2 SaleTally is a retail data firm that tracks marketing and social media information from about 200 nationwide retailers. According to the company, SaleTally offers subscription data services and custom projects to investors and retailers. Bain partnered with SaleTally to track storewide in-store and online discounts for the following nine apparel companies: Abercrombie & Fitch, Anthropologie, Banana Republic, Club Monaco, Express, Gap, J.Crew, Old Navy and Urban Outfitters.


3 A pricing analytics company, 360pi helps retailers make smarter pricing decisions. According to the company, it works with top retailers to enable them to “gain real-time visibility into the market, full awareness of the competitive pricing landscape and the ability to ‘right-price’ to shoppers, which often leads to revenue uplift and higher margins.” For this newsletter, the company tracked pricing across eight categories and 28 retailers.

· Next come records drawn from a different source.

// Copyright (c) 2025 Steve Wagner (ciroque@live.com)
// SPDX-License-Identifier: MIT

mod config;
mod execution;
mod registry;
mod transform;

pub use config::{ConfigError, ValidationError};
pub use execution::ExecutionError;
pub use registry::RegistryError;
pub use transform::{CompilationError, ErrorKind, EvaluationError, TransformError};
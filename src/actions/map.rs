// Copyright (c) 2025 Steve Wagner (ciroque@live.com)
// SPDX-License-Identifier: MIT

use async_trait::async_trait;
use serde::Deserialize;
use serde_json::Value;

use super::{check_expression, check_list_or_template, expect_list, parse_args, DISPLAY_GROUP, NAMESPACE};
use crate::errors::TransformError;
use crate::traits::{Action, ActionSpec};
use crate::transforms;

static MAP_SPEC: ActionSpec = ActionSpec {
    namespace: NAMESPACE,
    name: "map",
    default_title: "Map",
    description: "Map a lambda function over a collection.",
    display_group: DISPLAY_GROUP,
};

static APPLY_SPEC: ActionSpec = ActionSpec {
    namespace: NAMESPACE,
    name: "apply",
    default_title: "Apply",
    description: "Apply a Python lambda function to a value.",
    display_group: DISPLAY_GROUP,
};

#[derive(Deserialize)]
#[serde(deny_unknown_fields)]
struct MapArgs {
    items: Value,
    #[serde(alias = "expression")]
    python_lambda: String,
}

#[derive(Deserialize)]
#[serde(deny_unknown_fields)]
struct ApplyArgs {
    value: Value,
    #[serde(alias = "expression")]
    python_lambda: String,
}

pub struct MapAction;

#[async_trait]
impl Action for MapAction {
    fn spec(&self) -> &ActionSpec {
        &MAP_SPEC
    }

    fn validate(&self, args: &Value) -> Result<(), TransformError> {
        let args: MapArgs = parse_args(MAP_SPEC.name, args)?;
        check_list_or_template("items", &args.items)?;
        check_expression(&args.python_lambda)
    }

    async fn invoke(&self, args: Value) -> Result<Value, TransformError> {
        let args: MapArgs = parse_args(MAP_SPEC.name, &args)?;
        let items = expect_list("items", args.items)?;
        transforms::map(&items, &args.python_lambda).map(Value::Array)
    }
}

pub struct ApplyAction;

#[async_trait]
impl Action for ApplyAction {
    fn spec(&self) -> &ActionSpec {
        &APPLY_SPEC
    }

    fn validate(&self, args: &Value) -> Result<(), TransformError> {
        let args: ApplyArgs = parse_args(APPLY_SPEC.name, args)?;
        check_expression(&args.python_lambda)
    }

    async fn invoke(&self, args: Value) -> Result<Value, TransformError> {
        let args: ApplyArgs = parse_args(APPLY_SPEC.name, &args)?;
        transforms::apply(&args.value, &args.python_lambda)
    }
}
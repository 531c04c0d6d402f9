// Copyright (c) 2025 Steve Wagner (ciroque@live.com)
// SPDX-License-Identifier: MIT

use async_trait::async_trait;
use serde::Serialize;
use serde_json::Value;

use crate::errors::TransformError;

/// How the engine must treat a step that names this action.
#[derive(Debug, Clone, Copy, PartialEq, Eq, Serialize)]
#[serde(rename_all = "snake_case")]
pub enum ActionIntent {
    /// Invoked with its arguments, produces one value.
    Compute,
    /// Planned by the engine into N streams; never invoked.
    FanOut,
    /// Joins the streams of the enclosing fan-out; never invoked.
    FanIn,
}

/// Catalog metadata for a registered action.
#[derive(Debug, Clone, PartialEq, Eq, Serialize)]
pub struct ActionSpec {
    pub namespace: &'static str,
    pub name: &'static str,
    pub default_title: &'static str,
    pub description: &'static str,
    pub display_group: &'static str,
}

impl ActionSpec {
    /// Fully qualified key, e.g. `core.transform.filter`.
    pub fn key(&self) -> String {
        format!("{}.{}", self.namespace, self.name)
    }
}

#[async_trait]
pub trait Action: Send + Sync {
    fn spec(&self) -> &ActionSpec;

    fn intent(&self) -> ActionIntent {
        ActionIntent::Compute
    }

    /// Static argument check, run before any pipeline executes.
    fn validate(&self, _args: &Value) -> Result<(), TransformError> {
        Ok(())
    }

    async fn invoke(&self, args: Value) -> Result<Value, TransformError>;
}
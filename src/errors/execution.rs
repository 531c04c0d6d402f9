// Copyright (c) 2025 Steve Wagner (ciroque@live.com)
// SPDX-License-Identifier: MIT

use crate::errors::TransformError;
use thiserror::Error;

/// Failures of the reference pipeline runner.
#[derive(Error, Debug, Clone, PartialEq)]
pub enum ExecutionError {
    /// A step raised; outside a fan-out this aborts the pipeline.
    #[error("step '{step_id}' failed: {source}")]
    StepFailed {
        step_id: String,
        #[source]
        source: TransformError,
    },

    /// A stream task panicked or was cancelled.
    #[error("stream task failed to join: {message}")]
    TaskJoin { message: String },

    #[error("internal error: {message}")]
    Internal { message: String },
}

impl ExecutionError {
    /// Id of the failing step, when the failure belongs to one.
    pub fn step_id(&self) -> Option<&str> {
        match self {
            ExecutionError::StepFailed { step_id, .. } => Some(step_id),
            _ => None,
        }
    }

    /// Stable, machine-readable category.
    pub fn kind(&self) -> &'static str {
        match self {
            ExecutionError::StepFailed { source, .. } => source.kind().as_str(),
            ExecutionError::TaskJoin { .. } => "task_join",
            ExecutionError::Internal { .. } => "internal",
        }
    }
}
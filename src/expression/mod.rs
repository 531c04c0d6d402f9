// Copyright (c) 2025 Steve Wagner (ciroque@live.com)
// SPDX-License-Identifier: MIT

//! Sandboxed single-parameter lambda expressions.
//!
//! Expressions are written in a small Python-like subset:
//!
//! ```text
//! lambda x: x["price"] * 2
//! x -> [i for i in x if i > 0]
//! ```
//!
//! [`compile`] turns text into a [`CompiledFunction`] or rejects it with a
//! [`CompilationError`]. Only allow-listed builtins and methods can be
//! reached; there are no statements, imports, attribute access or I/O.
//! Compiling the same text twice yields functions with identical behavior.

mod ast;
mod builtins;
mod eval;
mod lexer;
mod parser;

use serde_json::Value;

use crate::errors::{CompilationError, EvaluationError};
use crate::observability::messages::expression::ExpressionRejected;
use crate::observability::messages::StructuredLog;

pub use parser::MAX_NESTING;

/// Longest expression source accepted by [`compile`], in bytes.
pub const MAX_EXPRESSION_LEN: usize = 4096;

/// A validated, callable one-parameter function.
#[derive(Debug, Clone, PartialEq)]
pub struct CompiledFunction {
    source: String,
    param: String,
    body: ast::Expr,
}

impl CompiledFunction {
    /// Applies the function to one value.
    pub fn call(&self, argument: &Value) -> Result<Value, EvaluationError> {
        eval::Evaluator::new(&self.param, argument.clone()).eval(&self.body)
    }

    pub fn source(&self) -> &str {
        &self.source
    }

    pub fn param(&self) -> &str {
        &self.param
    }
}

pub fn compile(text: &str) -> Result<CompiledFunction, CompilationError> {
    let result = compile_unlogged(text);
    if let Err(err) = &result {
        ExpressionRejected {
            expression: text,
            position: err.position,
            reason: &err.reason,
        }
        .log();
    }
    result
}

fn compile_unlogged(text: &str) -> Result<CompiledFunction, CompilationError> {
    let reject = |reason: String| CompilationError {
        expression: text.to_string(),
        position: 0,
        reason,
    };

    if text.trim().is_empty() {
        return Err(reject("expression is empty".to_string()));
    }
    if text.len() > MAX_EXPRESSION_LEN {
        return Err(reject(format!(
            "expression is {} bytes, longer than the {} byte limit",
            text.len(),
            MAX_EXPRESSION_LEN
        )));
    }

    let tokens = lexer::tokenize(text)?;
    let lambda = parser::parse(text, tokens)?;
    Ok(CompiledFunction {
        source: text.to_string(),
        param: lambda.param,
        body: lambda.body,
    })
}

/// Convenience for one-shot evaluation of a source string.
pub fn evaluate(text: &str, argument: &Value) -> Result<Value, crate::errors::TransformError> {
    Ok(compile(text)?.call(argument)?)
}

4 For basket of good analyses, number of items and retailers monitored for each category were as follows: power drills: 7 items, 5 retailers; coffeemakers: 14, 6; video games: 36, 8; printers: 18, 8; digital cameras: 23, 5; tablets: 8, 9; and televisions: 21, 6. Action figures were not included as a basket due to insufficient product overlap across retailers. The analysis was conducted from November 1 to November 30. The Amazon.com pricing used in the analysis did not include third-party “Amazon marketplace” pricing.